E. Borrower has notified Aetna that Borrower will not be in a position
to pay the Second Renewal Note in full upon the June 1, 1997 maturity of the
Second Renewal Note. Aetna understands that Borrower is pursuing a sale of the
Property, and Borrower has requested that Aetna agree to temporarily forbear
from the immediate enforcement of its rights and remedies as a result of
Borrower's failure to pay the Second Renewal Note in full upon maturity to
allow Borrower time to consummate said sale.
<PAGE>
NOW, THEREFORE, in consideration of the terms of this Agreement, and for
other good and valuable consideration, the parties hereto hereby agree as
follows:
1. Payments. (a) By June 2, 1997, Borrower shall pay to Aetna (i)
$83,905.70, representing a pre-maturity installment of principal and interest
pursuant to the terms of the Second Renewal Note, plus (ii) $225,000.00,
representing payment of Contingent Interest, as defined in and due and owing
pursuant to the Second Renewal Note, plus (iii) $43,682.07, representing
interest on the outstanding principal balance of the Second Renewal Note
(assuming payment of the amount specified in subsection (i) above) calculated
for the period of June 1, 1997 through June 30, 1997 at the default rate of
interest specified in the Second Renewal Note, plus (iv) $1,250.00,
representing reimbursement of Aetna's costs and expenses incurred in connection
with this Agreement, including, without limitation, legal fees incurred by
Aetna through the date of this Agreement.

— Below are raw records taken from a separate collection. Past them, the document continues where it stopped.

/// Extended functionality for any [XConn] implementation: this is where the
/// window management logic itself lives.
///
/// Methods are provided with default implementations in terms of the base
/// [XConn] API so that a backend only needs to supply the raw X requests.
pub trait XConnExt: XConn + Sized {
    /// Take ownership of a single screen and publish its initial protocol state.
    ///
    /// If another window manager already owns the root window the screen is
    /// left with its `managed` flag unset rather than returning an error:
    /// callers are expected to check the flag before driving the screen.
    fn initialize_screen(&self, screen: &mut Screen, desktop_names: &[String]) -> Result<()> {
        if let Err(e) = self.become_window_manager(screen.root) {
            error!(screen = screen.index, %e, "unable to manage screen");
            screen.managed = false;

            return Ok(());
        }
        screen.managed = true;

        info!(screen = screen.index, geometry = %screen.geometry, "managing screen");

        ewmh::set_pid(screen, self)?;
        self.set_root_cursor(screen.root)?;

        let w = self.create_window(WinType::CheckWin, screen.root, Rect::new(0, 0, 1, 1), false)?;
        screen.support_win = Some(w);
        ewmh::set_support_window(screen, self)?;
        ewmh::set_supported(screen, self)?;
        ewmh::set_desktop_geometry(screen, self)?;
        ewmh::set_desktop_names(desktop_names, screen, self)?;

        // Focus is parked here whenever no client holds it, so the input
        // focus can never revert to PointerRoot
        let r = Rect::new(-100, -100, 1, 1);
        let w = self.create_window(WinType::InputOnly, screen.root, r, true)?;
        screen.focus_win = Some(w);

        ewmh::set_client_lists(screen, self)?;
        ewmh::set_work_area(screen, self)?;

        Ok(())
    }

    /// Manage every viable pre-existing child of each managed root window.
    ///
    /// Windows that are override-redirect, currently unmapped, or named as
    /// the icon window of another child (a dock app surrogate) are skipped.
    fn discover_existing(&self, state: &mut State<Self>) -> Result<()> {
        let indices: Vec<usize> = state
            .screens
            .iter()
            .filter(|s| s.managed)
            .map(|s| s.index)
            .collect();

        for screen in indices {
            let root = state.screens[screen].root;
            let children = self.existing_clients(root)?;

            // Dock apps hand an icon window to their dock via WM_HINTS: that
            // surrogate belongs to the dock, not to us
            let mut surrogates = HashSet::new();
            for &id in children.iter() {
                if let Ok(Some(hints)) = self.window_hints(id) {
                    if let Some(icon) = hints.icon_win {
                        if icon != id {
                            surrogates.insert(icon);
                        }
                    }
                }
            }

            for id in children {
                if surrogates.contains(&id) {
                    trace!(%id, "skipping dock app icon window");
                    continue;
                }

                // The window may have closed while we were enumerating
                let attrs = match self.get_window_attributes(id) {
                    Ok(attrs) => attrs,
                    Err(_) => continue,
                };

                if attrs.override_redirect || attrs.map_state == MapState::Unmapped {
                    continue;
                }

                self.manage(id, screen, state)?;
            }
        }

        Ok(())
    }

    /// Release a managed screen: unmanage all remaining clients and destroy
    /// the windows created during [initialize_screen][XConnExt::initialize_screen].
    fn teardown_screen(&self, screen: usize, state: &mut State<Self>) -> Result<()> {
        if !state.screens[screen].managed {
            return Ok(());
        }

        self.release_window_manager(state.screens[screen].root)?;

        // unmanage mutates the client set so always pull the current front
        while let Some(client) = state.screens[screen].clients.front().map(|c| c.id) {
            self.unmanage(client, state)?;
        }

        if let Some(id) = state.screens[screen].support_win.take() {
            self.destroy_window(id)?;
        }
        if let Some(id) = state.screens[screen].focus_win.take() {
            self.destroy_window(id)?;
        }

        Ok(())
    }

    /// Accept a window for management on the given screen.
    ///
    /// The window is wrapped in a newly created [Frame], raised to the front
    /// of its stacking layer and announced through the root window properties.
    /// Windows that request a withdrawn initial state are left alone.
    fn manage(&self, client: Xid, screen: usize, state: &mut State<Self>) -> Result<()> {
        if state.owning_client(client).is_some() {
            return Ok(());
        }

        let (root, managed) = match state.screens.get(screen) {
            Some(s) => (s.root, s.managed),
            None => return Err(Error::UnknownScreen { index: screen }),
        };
        if !managed {
            return Ok(());
        }

        let hints = self.window_hints(client)?;
        if hints.map(|h| h.requests_withdrawn_start()).unwrap_or(false) {
            trace!(%client, "window requested a withdrawn start: leaving it for its dock");
            return Ok(());
        }

        trace!(%client, "managing new window");
        let grab = ServerGrab::new(self)?;

        self.set_client_attributes(client, &[ClientAttr::ClientEventMask])?;
        let attrs = self.get_window_attributes(client)?;
        let r = self.client_geometry(client)?;
        let (layer, normal) = self.window_layer(client)?;
        let strut = self.window_strut(client)?.unwrap_or_default();

        if attrs.map_state == MapState::Viewable {
            // Reparenting a viewable window generates an UnmapNotify that must
            // not be mistaken for the client withdrawing itself
            state
                .pending_unmap
                .entry(client)
                .and_modify(|count| *count += 1)
                .or_insert(1);
        }

        self.set_client_config(client, &[ClientConfig::BorderPx(0)])?;
        self.add_to_save_set(client)?;

        let frame = Frame::new(self, client, r, root, &state.theme)?;
        state.window_map.insert(client, client);
        for id in frame.windows() {
            state.window_map.insert(id, client);
        }

        frame.show(self)?;
        drop(grab);

        let accepts_input = hints.map(|h| h.accepts_input).unwrap_or(true);
        state.screens[screen].clients.insert(Client {
            id: client,
            screen,
            layer,
            normal,
            accepts_input,
            strut,
            border_width: attrs.border_width,
            frame,
        });

        self.apply_restack(&state.screens[screen])?;
        ewmh::set_client_lists(&state.screens[screen], self)?;

        if strut != Strut::default() {
            let before = state.screens[screen].strut;
            state.screens[screen].update_strut();
            if state.screens[screen].strut != before {
                ewmh::set_work_area(&state.screens[screen], self)?;
            }
        }

        set_grabs(true, client, state, self);

        if normal {
            self.focus_client(client, state)?;
        }

        notify_managed(client, state, self);
        info!(%client, "managed new client");

        Ok(())
    }

    /// Return a managed window to its unmanaged state.
    ///
    /// The mirror image of [manage][XConnExt::manage]: focus is handed to the
    /// next focus candidate (or parked on the focus sink), the decoration is
    /// destroyed, the client border restored and the root properties updated.
    fn unmanage(&self, client: Xid, state: &mut State<Self>) -> Result<()> {
        let screen = match state.screen_containing(client) {
            Some(index) => index,
            None => return Ok(()),
        };

        notify_unmanaged(client, state, self);
        set_grabs(false, client, state, self);

        let c = match state.screens[screen].clients.remove(client) {
            Some(c) => c,
            None => return Ok(()),
        };

        if state.focused == Some(client) {
            let next = state.screens[screen]
                .clients
                .first_focus_candidate()
                .map(|c| c.id);

            match next {
                Some(id) => self.focus_client(id, state)?,
                None => self.clear_focus(screen, state)?,
            }
        }

        state.window_map.remove(&client);
        for id in c.frame.windows() {
            state.window_map.remove(&id);
        }

        self.remove_from_save_set(client)?;
        self.set_client_attributes(client, &[ClientAttr::NoEvents])?;
        c.frame.hide(self)?;
        c.frame.destroy(self, state.screens[screen].root)?;
        self.set_client_config(client, &[ClientConfig::BorderPx(c.border_width)])?;

        state.pending_unmap.remove(&client);
        ewmh::set_client_lists(&state.screens[screen], self)?;

        if c.strut != Strut::default() {
            let before = state.screens[screen].strut;
            state.screens[screen].update_strut();
            if state.screens[screen].strut != before {
                ewmh::set_work_area(&state.screens[screen], self)?;
            }
        }

        info!(%client, "unmanaged client");

        Ok(())
    }

    /// Impose the screen's stacking order on the X server and republish it.
    ///
    /// The frame at the front of the order is left where it is and every
    /// subsequent frame is stacked directly below its predecessor.
    fn apply_restack(&self, screen: &Screen) -> Result<()> {
        let ids = screen.clients.stacking_frame_ids();

        if let [anchor, rest @ ..] = ids.as_slice() {
            let mut above = *anchor;
            for &id in rest {
                self.set_client_config(id, &[ClientConfig::StackBelow(above)])?;
                above = id;
            }
        }

        ewmh::set_stacking_list(screen, self)
    }

    /// Record a new strut for the given client and republish the work area
    /// if the screen's aggregate strut changed as a result.
    fn update_client_strut(&self, client: Xid, strut: Strut, state: &mut State<Self>) -> Result<()> {
        let screen = match state.screen_containing(client) {
            Some(index) => index,
            None => return Ok(()),
        };

        if !state.screens[screen].clients.set_strut(client, strut) {
            return Ok(());
        }

        let before = state.screens[screen].strut;
        state.screens[screen].update_strut();
        if state.screens[screen].strut != before {
            ewmh::set_work_area(&state.screens[screen], self)?;
        }

        Ok(())
    }

    /// Assign the input focus to the given client and publish it as the
    /// active window.
    ///
    /// Clients that have declined input through their hints are skipped.
    fn focus_client(&self, client: Xid, state: &mut State<Self>) -> Result<()> {
        let screen = match state.screen_containing(client) {
            Some(index) => index,
            None => {
                trace!(%client, "refusing to focus an unmanaged window");
                return Ok(());
            }
        };

        let accepts_input = state.screens[screen]
            .clients
            .get(client)
            .map(|c| c.accepts_input)
            .unwrap_or(false);

        if !accepts_input {
            return Ok(());
        }

        self.focus(client)?;
        state.focused = Some(client);

        ewmh::set_active_window(Some(client), &state.screens[screen], self)
    }

    /// Park the input focus on the screen's focus sink and announce that no
    /// window is active.
    fn clear_focus(&self, screen: usize, state: &mut State<Self>) -> Result<()> {
        if let Some(sink) = state.screens[screen].focus_sink() {
            self.focus(sink)?;
        }
        state.focused = None;

        ewmh::set_active_window(None, &state.screens[screen], self)
    }

    /// Fetch and parse the WM_HINTS property of the given window
    fn window_hints(&self, client: Xid) -> Result<Option<WmHints>> {
        match self.get_prop(client, Atom::WmHints.as_ref())? {
            Some(Prop::WmHints(hints)) => Ok(Some(hints)),
            _ => Ok(None),
        }
    }

    /// Determine the stacking layer for a window from its declared type along
    /// with whether it is a "normal" window eligible for default focus.
    fn window_layer(&self, client: Xid) -> Result<(StackLayer, bool)> {
        if let Some(Prop::Atom(types)) = self.get_prop(client, Atom::NetWmWindowType.as_ref())? {
            for ty in types.iter() {
                match Atom::from_str(ty) {
                    Ok(Atom::NetWindowTypeDesktop) => return Ok((StackLayer::Desktop, false)),
                    Ok(Atom::NetWindowTypeDock) => return Ok((StackLayer::Dock, false)),
                    Ok(Atom::NetWindowTypeSplash) => return Ok((StackLayer::Normal, false)),
                    _ => (),
                }
            }
        }

        Ok((StackLayer::Normal, true))
    }

    /// Fetch and parse the strut property of the given window
    fn window_strut(&self, client: Xid) -> Result<Option<Strut>> {
        match self.get_prop(client, Atom::NetWmStrut.as_ref())? {
            Some(Prop::Cardinal(vals)) => Ok(Strut::from_cardinals(&vals)),
            _ => Ok(None),
        }
    }
}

(b) Payment of the foregoing amounts shall be tendered to Aetna on
or before June 2, 1997 via wire transfer pursuant to the wire instructions
attached hereto as Exhibit A.
2. Indebtedness. Borrower acknowledges and agrees that as of May 28,
1997, the outstanding principal balance due and owing under the Loan Documents
is $8,751,040.33, together with (i) accrued but unpaid interest calculated as
the contract rate set forth in the Loan Documents, (ii) default interest as
reserved under the Loan Documents, (iii) late charges as reserved under the
Loan Documents, and (iv) unreimbursed costs of collection as reserved under the
Loan Documents, including, without limitation, attorneys' fees and expenses and
fees and expenses of other professionals retained by Aetna in connection with
the administration and collection of the indebtedness evidenced by the Loan
Documents.
3. Loan Documents. Borrower acknowledges and agrees that the Loan
Documents are the legal, valid and binding obligations of Borrower, and are
enforceable in accordance with their terms. Each of the Loan Documents are
hereby ratified and confirmed by Borrower and every provision, covenant,
condition, duty, obligation, right and power contained in and under each of the
Loan Documents shall continue in full force and effect, subject to the terms
and provisions of this Agreement. Borrower further acknowledges and agrees
that the indebtedness evidenced by the Loan Documents is due and owing by
Borrower without any defense, offset or counterclaim, all of which are hereby
specifically waived and released.
4. Forbearance Period. (a) Aetna agrees that from June 2, 1997 through
the earlier to occur of (i) the occurrence of a Default (as defined below), or
(ii) June 30, 1997 (the "Forbearance Period"), Aetna shall not commence any
litigation relating to the Loan Documents or otherwise exercise or pursue any
right or remedy pursuant to the Loan Documents, at law or in equity relating to
the subject matter of the Loan Documents, including, without limitation, the
exercise of any rights with respect to funds held as tax other escrows.
<PAGE>
(b) Upon the occurrence of a Default or expiration of this Agreement by
its terms, this Agreement shall automatically terminate without the requirement
of notice to Borrower, and Aetna shall have the right upon one days notice to
Borrower to immediately pursue all available rights and remedies, including,
without limitation, the right to obtain and apply any funds held as tax or
other escrows.
(c) A "Default" shall be deemed to have occurred under this Agreement if
(i) Borrower fails to timely observe and perform any of its duties and
obligations under this Agreement, including, without limitation, its duties and
obligations under Section 1 of this Agreement, or (ii) and "event of default"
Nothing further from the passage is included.